Toutefois, il serait faux de penser que le VAE est un mode de transport entièrement vert et décarboné. L’inconvénient majeur reste le lithium, qui représente environ 2% du poids d’une batterie et s’avère particulièrement difficile à recycler. Il n’existe à l’heure actuelle que deux centres de traitement en France, alors que la collecte de batteries usagées de vélos électriques devrait dépasser les 100 tonnes en 2020. Des investissements massifs sont donc à prévoir pour faire face à l’augmentation continue de ce type de cycles, à moins de trouver une autre solution. Comme, au hasard, l’hydrogène.
Le H dans H2O
Si vous n’avez pas été trop traumatisés par vos cours de chimie au collège et au lycée, vous devez vous souvenir que l’hydrogène est le tout premier élément du tableau périodique. Composé d’un proton et d’un électron, c’est à la fois le plus simple, le plus léger et le plus abondant dans l’univers. On le trouve en quantité sur Terre, puisque notre bonne vieille planète est recouverte à 70% d’eau, dont les molécules sont formées de deux atomes d’hydrogène pour un atome d’oxygène. H2O CQFD !

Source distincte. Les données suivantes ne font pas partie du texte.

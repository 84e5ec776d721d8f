//! Report file output

use crate::{ReportError, Result};
use std::fs;
use std::path::{Path, PathBuf};

/// Resolve `path` against `base` unless it is already absolute.
pub fn resolve_path(base: &Path, path: &Path) -> PathBuf {
    if path.is_absolute() {
        path.to_path_buf()
    } else {
        base.join(path)
    }
}

/// Write `html` to `dir/file_name`, creating `dir` if needed.
///
/// The content goes to a temporary sibling first and is renamed into place,
/// so a failed run never leaves a half-written report behind.
pub fn write_report(dir: &Path, file_name: &str, html: &str) -> Result<PathBuf> {
    if file_name.trim().is_empty() {
        return Err(ReportError::InvalidOption(
            "Report file name must not be empty".to_string(),
        ));
    }

    fs::create_dir_all(dir).map_err(|source| ReportError::OutputWriteFailure {
        path: dir.to_path_buf(),
        source,
    })?;

    let path = dir.join(file_name);
    let temp_path = temp_path_for(&path);

    fs::write(&temp_path, html).map_err(|source| ReportError::OutputWriteFailure {
        path: temp_path.clone(),
        source,
    })?;

    if let Err(source) = fs::rename(&temp_path, &path) {
        let _ = fs::remove_file(&temp_path);
        return Err(ReportError::OutputWriteFailure { path, source });
    }

    Ok(path)
}

fn temp_path_for(path: &Path) -> PathBuf {
    let name = path
        .file_name()
        .map(|n| n.to_string_lossy().into_owned())
        .unwrap_or_default();
    path.with_file_name(format!(".{}.tmp", name))
}
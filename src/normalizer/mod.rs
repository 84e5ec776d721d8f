//! Lint output normalization - map ESLint and TSLint JSON into `IssueRecord`s
//!
//! The shape of an input is decided once, from its first entry: an entry with
//! a `filePath` selects ESLint-shape for the whole array, anything else selects
//! the generic (TSLint-style) shape. Later entries follow that branch even if
//! they look different.

mod eslint;
mod tslint;

pub use eslint::severity_label;

use crate::{GroupedReport, JsonPolicy, ReportError, Result, SourceShape, Summary};
use serde_json::Value;
use std::path::Path;

const PATH_SEPARATORS: &[char] = &['/', '\\'];

/// Decoded lint output plus a note when lenient parsing had to discard it
#[derive(Debug, Clone)]
pub struct ParsedInput {
    pub value: Value,
    /// Parser error message when the text was replaced by an empty array
    pub recovered_from: Option<String>,
}

/// Read lint output text from disk.
pub fn read_input(path: &Path) -> Result<String> {
    std::fs::read_to_string(path).map_err(|source| ReportError::InputReadFailure {
        path: path.to_path_buf(),
        source,
    })
}

/// Decode raw lint output text.
///
/// Under [`JsonPolicy::Lenient`] text that fails to parse becomes an empty
/// array; under [`JsonPolicy::Strict`] it is a [`ReportError::MalformedJson`].
pub fn parse_input(text: &str, policy: JsonPolicy) -> Result<ParsedInput> {
    let text = text.trim_start_matches('\u{feff}');
    match serde_json::from_str::<Value>(text) {
        Ok(value) => Ok(ParsedInput {
            value,
            recovered_from: None,
        }),
        Err(e) => match policy {
            JsonPolicy::Strict => Err(ReportError::MalformedJson(e)),
            JsonPolicy::Lenient => Ok(ParsedInput {
                value: Value::Array(Vec::new()),
                recovered_from: Some(e.to_string()),
            }),
        },
    }
}

/// Decide the source shape from the first entry.
pub fn detect_shape(entries: &[Value]) -> SourceShape {
    match entries.first().and_then(|e| e.get("filePath")) {
        Some(v) if !v.is_null() => SourceShape::Eslint,
        _ => SourceShape::Generic,
    }
}

/// Convert decoded lint output into grouped records and a summary.
///
/// Fails with [`ReportError::InvalidFormat`] when the top level is not an array.
pub fn normalize(raw: &Value) -> Result<(GroupedReport, Summary)> {
    let entries = raw
        .as_array()
        .ok_or_else(|| ReportError::InvalidFormat(json_kind(raw)))?;

    let shape = detect_shape(entries);
    let mut report = GroupedReport::new();
    let total_issues = match shape {
        SourceShape::Eslint => eslint::collect(entries, &mut report),
        SourceShape::Generic => tslint::collect(entries, &mut report),
    };

    Ok((report, Summary { total_issues, shape }))
}

/// Final path component, treating both `/` and `\` as separators.
pub fn basename(path: &str) -> &str {
    let trimmed = path.trim_end_matches(PATH_SEPARATORS);
    trimmed.rsplit(PATH_SEPARATORS).next().unwrap_or(trimmed)
}

/// Display text for a scalar field; missing and null become empty.
pub(crate) fn text_of(value: Option<&Value>) -> String {
    match value {
        None | Some(Value::Null) => String::new(),
        Some(Value::String(s)) => s.clone(),
        Some(other) => other.to_string(),
    }
}

pub(crate) fn position(line: Option<&Value>, column: Option<&Value>) -> String {
    format!("Line: {} Col: {}", text_of(line), text_of(column))
}

fn json_kind(value: &Value) -> &'static str {
    match value {
        Value::Null => "null",
        Value::Bool(_) => "boolean",
        Value::Number(_) => "number",
        Value::String(_) => "string",
        Value::Array(_) => "array",
        Value::Object(_) => "object",
    }
}
//! TSLint-style output: one entry per issue
//!
//! `{ name, ruleName, ruleSeverity, failure, startPosition: { line, character },
//! endPosition: { line, character } }`

use super::{basename, position, text_of};
use crate::{GroupedReport, IssueRecord};
use serde_json::Value;

/// Push one record per entry into `report`; returns the entry count.
pub(super) fn collect(entries: &[Value], report: &mut GroupedReport) -> usize {
    for entry in entries {
        let path = text_of(entry.get("name"));
        // The position pairs the END line with the START column.
        let line = entry.get("endPosition").and_then(|p| p.get("line"));
        let column = entry.get("startPosition").and_then(|p| p.get("character"));
        let record = IssueRecord {
            rule: text_of(entry.get("ruleName")),
            severity: text_of(entry.get("ruleSeverity")),
            message: text_of(entry.get("failure")),
            position: position(line, column),
            path: path.clone(),
        };
        report.push(basename(&path), record);
    }
    entries.len()
}
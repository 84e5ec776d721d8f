//! Error types for report generation

use std::path::PathBuf;
use thiserror::Error;

/// Everything that can stop a report from being produced.
#[derive(Error, Debug)]
pub enum ReportError {
    #[error("Please provide a valid JSON path")]
    MissingInputOption,

    #[error("Failed to read lint output {}: {source}", path.display())]
    InputReadFailure {
        path: PathBuf,
        #[source]
        source: std::io::Error,
    },

    #[error("Invalid JSON in lint output: {0}")]
    MalformedJson(#[from] serde_json::Error),

    /// The document parsed, but the top level is not an array.
    #[error("JSON format is not valid: expected an array, found {0}")]
    InvalidFormat(&'static str),

    #[error("Failed to read template {}: {source}", path.display())]
    TemplateReadFailure {
        path: PathBuf,
        #[source]
        source: std::io::Error,
    },

    #[error("Failed to write report {}: {source}", path.display())]
    OutputWriteFailure {
        path: PathBuf,
        #[source]
        source: std::io::Error,
    },

    #[error("{0}")]
    InvalidOption(String),
}

pub type Result<T> = std::result::Result<T, ReportError>;
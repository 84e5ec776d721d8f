//! Configuration loading for lintreport

mod schema;

pub use schema::{
    CliOverrides, Config, EffectiveConfig, DEFAULT_FILENAME, DEFAULT_JSONFILE, DEFAULT_OUTPUT_DIR,
};

use anyhow::{Context, Result};
use std::fs;
use std::path::{Path, PathBuf};

pub const CONFIG_FILENAME: &str = ".lintreportrc.json";

/// Find and load the config file. Searches current directory then parents.
///
/// Returns the default config when no file is found; an explicitly requested
/// file that does not exist is an error.
pub fn load_config(work_dir: &Path, custom_path: Option<&Path>) -> Result<Config> {
    let path = if let Some(p) = custom_path {
        let path = if p.is_absolute() {
            p.to_path_buf()
        } else {
            work_dir.join(p)
        };
        if path.exists() {
            Some(path)
        } else {
            anyhow::bail!("Config file not found: {}", path.display());
        }
    } else {
        find_config_in_parents(work_dir)
    };

    match path {
        Some(path) => load_config_file(&path),
        None => Ok(Config::default()),
    }
}

fn load_config_file(config_path: &Path) -> Result<Config> {
    let content = fs::read_to_string(config_path)
        .with_context(|| format!("Failed to read config: {}", config_path.display()))?;
    let mut config: Config = serde_json::from_str(&content)
        .with_context(|| format!("Invalid JSON in config: {}", config_path.display()))?;
    config.source = Some(config_path.to_path_buf());
    Ok(config)
}

/// Search for .lintreportrc.json in directory and its parents
fn find_config_in_parents(mut dir: &Path) -> Option<PathBuf> {
    loop {
        let candidate = dir.join(CONFIG_FILENAME);
        if candidate.is_file() {
            return Some(candidate);
        }
        dir = dir.parent()?;
    }
}
//! Wisdom catalog: the registry of named sources
//!
//! Built once from the static tables in [`crate::sources`] and never mutated
//! afterwards. Sources are keyed by id in a `BTreeMap` so every listing and
//! every "first eligible" choice is made in a stable order.

use crate::aeon::AeonLevel;
use crate::config::{Config, DEFAULT_SOURCE};
use crate::error::{Result, WisdomError};
use crate::sources::{built_in_sources, SourceDef};
use crate::types::{Language, Quote, SourceRef, SourceSummary};
use std::collections::BTreeMap;

/// A named wisdom corpus with quotes bucketed by aeon level
#[derive(Debug, Clone, PartialEq)]
pub struct Source {
    pub id: String,
    pub name: String,
    pub icon: String,
    pub language: Language,
    buckets: [Vec<Quote>; 5],
}

impl Source {
    pub fn new(id: &str, name: &str, icon: &str, language: Language) -> Self {
        Self {
            id: id.to_string(),
            name: name.to_string(),
            icon: icon.to_string(),
            language,
            buckets: Default::default(),
        }
    }

    /// Add a quote to the bucket for `level`, stamping it with this source
    pub fn push_quote(&mut self, level: AeonLevel, text: &str, attribution: &str, encouragement: &str) {
        let quote = Quote {
            text: text.to_string(),
            attribution: attribution.to_string(),
            encouragement: encouragement.to_string(),
            source_name: self.name.clone(),
            source_icon: self.icon.clone(),
        };
        self.buckets[level.index()].push(quote);
    }

    fn from_def(def: &SourceDef) -> Self {
        let mut source = Source::new(def.id, def.name, def.icon, def.language);
        for level in AeonLevel::ALL {
            for (text, attribution, encouragement) in def.quotes[level.index()] {
                source.push_quote(level, text, attribution, encouragement);
            }
        }
        source
    }

    /// The exact bucket for `level`, possibly empty
    pub fn quotes_at(&self, level: AeonLevel) -> &[Quote] {
        &self.buckets[level.index()]
    }

    /// The bucket to draw from at `level`: the level's own bucket, or the
    /// first non-empty bucket in `AeonLevel::ALL` order. Empty only when the
    /// source has no quotes at all.
    pub fn bucket_for(&self, level: AeonLevel) -> &[Quote] {
        let own = self.quotes_at(level);
        if !own.is_empty() {
            return own;
        }
        AeonLevel::ALL
            .iter()
            .map(|l| self.quotes_at(*l))
            .find(|bucket| !bucket.is_empty())
            .unwrap_or(&[])
    }

    /// First quote of the fallback-resolved bucket, or the silence sentinel
    pub fn quote_for(&self, level: AeonLevel) -> Quote {
        self.bucket_for(level)
            .first()
            .cloned()
            .unwrap_or_else(Quote::silence)
    }

    pub fn quote_count(&self) -> usize {
        self.buckets.iter().map(Vec::len).sum()
    }

    pub fn reference(&self) -> SourceRef {
        SourceRef {
            id: self.id.clone(),
            name: self.name.clone(),
            icon: self.icon.clone(),
        }
    }
}

/// Immutable registry of all wisdom sources
#[derive(Debug, Clone, Default)]
pub struct WisdomCatalog {
    sources: BTreeMap<String, Source>,
}

impl WisdomCatalog {
    /// Load every built-in source
    pub fn built_in() -> Self {
        Self::from_sources(built_in_sources().iter().map(Source::from_def))
    }

    pub fn from_sources(sources: impl IntoIterator<Item = Source>) -> Self {
        Self {
            sources: sources.into_iter().map(|s| (s.id.clone(), s)).collect(),
        }
    }

    pub fn len(&self) -> usize {
        self.sources.len()
    }

    pub fn is_empty(&self) -> bool {
        self.sources.is_empty()
    }

    pub fn get_source(&self, id: &str) -> Result<&Source> {
        self.sources
            .get(id)
            .ok_or_else(|| WisdomError::UnknownSource(id.to_string()))
    }

    fn is_eligible(source: &Source, config: &Config) -> bool {
        if config.hebrew_only {
            source.language == Language::Hebrew
        } else if config.hebrew_enabled {
            true
        } else {
            source.language == Language::Default
        }
    }

    fn eligible_source(&self, id: &str, config: &Config) -> Option<&Source> {
        self.sources
            .get(id)
            .filter(|source| Self::is_eligible(source, config))
    }

    /// Sources that may serve as the default source under `config`, by id
    pub fn eligible_sources(&self, config: &Config) -> Vec<&str> {
        self.sources
            .values()
            .filter(|s| Self::is_eligible(s, config))
            .map(|s| s.id.as_str())
            .collect()
    }

    /// The configured source if it exists and is eligible, else
    /// [`DEFAULT_SOURCE`] if eligible, else the first eligible source by id.
    pub fn default_source(&self, config: &Config) -> Result<&Source> {
        if let Some(source) = self.eligible_source(&config.source, config) {
            return Ok(source);
        }

        let fallback = self
            .eligible_source(DEFAULT_SOURCE, config)
            .or_else(|| self.sources.values().find(|s| Self::is_eligible(s, config)))
            .ok_or_else(|| WisdomError::UnknownSource(config.source.clone()))?;

        tracing::warn!(
            configured = %config.source,
            using = %fallback.id,
            "Configured wisdom source unavailable or not eligible, falling back"
        );
        Ok(fallback)
    }

    pub fn summaries(&self, config: &Config) -> Vec<SourceSummary> {
        self.sources
            .values()
            .map(|s| SourceSummary {
                id: s.id.clone(),
                name: s.name.clone(),
                icon: s.icon.clone(),
                language: s.language,
                quote_count: s.quote_count(),
                eligible: Self::is_eligible(s, config),
            })
            .collect()
    }
}

#[cfg(test)]
mod tests {
    use super::*;

    fn config() -> Config {
        Config::default()
    }

    fn sparse_source() -> Source {
        let mut source = Source::new("sparse", "Sparse", "🕳️", Language::Default);
        source.push_quote(AeonLevel::Treasury, "Only at the top.", "Sparse 1", "Climb.");
        source.push_quote(AeonLevel::MiddleAeons, "Halfway there.", "Sparse 2", "Keep going.");
        source
    }

    #[test]
    fn test_built_in_catalog_loads_everything() {
        let catalog = WisdomCatalog::built_in();
        assert_eq!(catalog.len(), 17);
        assert!(catalog.get_source("pistis_sophia").is_ok());
        assert!(catalog.get_source("bofh").is_ok());
    }

    #[test]
    fn test_get_source_unknown() {
        let catalog = WisdomCatalog::built_in();
        assert_eq!(
            catalog.get_source("necronomicon"),
            Err(WisdomError::UnknownSource("necronomicon".to_string()))
        );
    }

    #[test]
    fn test_fallback_uses_fixed_level_order() {
        let source = sparse_source();
        // chaos is empty; middle_aeons comes before treasury in the enumeration
        let quote = source.quote_for(AeonLevel::Chaos);
        assert_eq!(quote.text, "Halfway there.");
        assert_eq!(source.quote_for(AeonLevel::Treasury).text, "Only at the top.");
    }

    #[test]
    fn test_fallback_to_treasury_when_only_bucket() {
        let mut source = Source::new("top", "Top", "⛰️", Language::Default);
        source.push_quote(AeonLevel::Treasury, "Summit.", "Top", "Enjoy the view.");
        let quote = source.quote_for(AeonLevel::Chaos);
        assert_eq!(quote.text, "Summit.");
        assert_ne!(quote, Quote::silence());
    }

    #[test]
    fn test_empty_source_returns_silence() {
        let source = Source::new("void", "Void", "", Language::Default);
        assert!(source.bucket_for(AeonLevel::UpperAeons).is_empty());
        assert_eq!(source.quote_for(AeonLevel::UpperAeons), Quote::silence());
    }

    #[test]
    fn test_quotes_stamped_with_source() {
        let catalog = WisdomCatalog::built_in();
        let bofh = catalog.get_source("bofh").unwrap();
        let quote = bofh.quote_for(AeonLevel::Chaos);
        assert_eq!(quote.source_name, "BOFH (Bastard Operator From Hell)");
        assert_eq!(quote.source_icon, "😈");
    }

    #[test]
    fn test_eligibility_default_excludes_hebrew() {
        let catalog = WisdomCatalog::built_in();
        let eligible = catalog.eligible_sources(&config());
        assert!(eligible.contains(&"tao"));
        assert!(!eligible.contains(&"pirkei_avot"));
    }

    #[test]
    fn test_eligibility_hebrew_enabled_includes_all() {
        let catalog = WisdomCatalog::built_in();
        let cfg = Config {
            hebrew_enabled: true,
            ..config()
        };
        assert_eq!(catalog.eligible_sources(&cfg).len(), catalog.len());
    }

    #[test]
    fn test_eligibility_hebrew_only() {
        let catalog = WisdomCatalog::built_in();
        let cfg = Config {
            hebrew_only: true,
            ..config()
        };
        assert_eq!(
            catalog.eligible_sources(&cfg),
            vec!["ecclesiastes", "pirkei_avot", "proverbs", "psalms"]
        );
    }

    #[test]
    fn test_default_source_respects_config() {
        let catalog = WisdomCatalog::built_in();
        let cfg = Config {
            source: "stoic".to_string(),
            ..config()
        };
        assert_eq!(catalog.default_source(&cfg).unwrap().id, "stoic");
        assert_eq!(catalog.default_source(&config()).unwrap().id, "pistis_sophia");
    }

    #[test]
    fn test_default_source_hebrew_only_falls_back() {
        let catalog = WisdomCatalog::built_in();
        let cfg = Config {
            hebrew_only: true,
            ..config()
        };
        assert_eq!(catalog.default_source(&cfg).unwrap().id, "ecclesiastes");
    }

    #[test]
    fn test_default_source_mistyped_uses_named_default() {
        let catalog = WisdomCatalog::built_in();
        let cfg = Config {
            source: "pistis_sophiaa".to_string(),
            ..config()
        };
        assert_eq!(catalog.default_source(&cfg).unwrap().id, DEFAULT_SOURCE);
    }

    #[test]
    fn test_default_source_ineligible_uses_named_default() {
        let catalog = WisdomCatalog::built_in();
        let cfg = Config {
            source: "psalms".to_string(),
            ..config()
        };
        assert_eq!(catalog.default_source(&cfg).unwrap().id, DEFAULT_SOURCE);

        let hebrew = Config {
            hebrew_enabled: true,
            ..cfg
        };
        assert_eq!(catalog.default_source(&hebrew).unwrap().id, "psalms");
    }

    #[test]
    fn test_default_source_no_eligible() {
        let catalog = WisdomCatalog::from_sources([sparse_source()]);
        let cfg = Config {
            hebrew_only: true,
            ..config()
        };
        assert!(matches!(
            catalog.default_source(&cfg),
            Err(WisdomError::UnknownSource(_))
        ));
    }

    #[test]
    fn test_summaries_sorted_with_eligibility() {
        let catalog = WisdomCatalog::built_in();
        let summaries = catalog.summaries(&config());
        let ids: Vec<&str> = summaries.iter().map(|s| s.id.as_str()).collect();
        let mut sorted = ids.clone();
        sorted.sort();
        assert_eq!(ids, sorted);

        let psalms = summaries.iter().find(|s| s.id == "psalms").unwrap();
        assert!(!psalms.eligible);
        assert_eq!(psalms.language, Language::Hebrew);
        assert!(psalms.quote_count > 0);
    }
}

Ces propriétés, mises en évidence dans la seconde moitié du 18e siècle par d’éminents chimistes comme Henry Cavendish ou Antoine Lavoisier, n’ont pas tardé à donner des idées à d’autres esprits brillants de l’époque, plus versés dans l’ingénierie. Ainsi, en 1799, Philippe Lebon prédit que le gaz hydrogène serait « une force applicable à toute espèce de machine ». Deux siècles plus tard, cette formule reste parfaitement vraie. Et on serait même bien tenté de voir dans l’hydrogène le sauveur providentiel de l’industrie du transport.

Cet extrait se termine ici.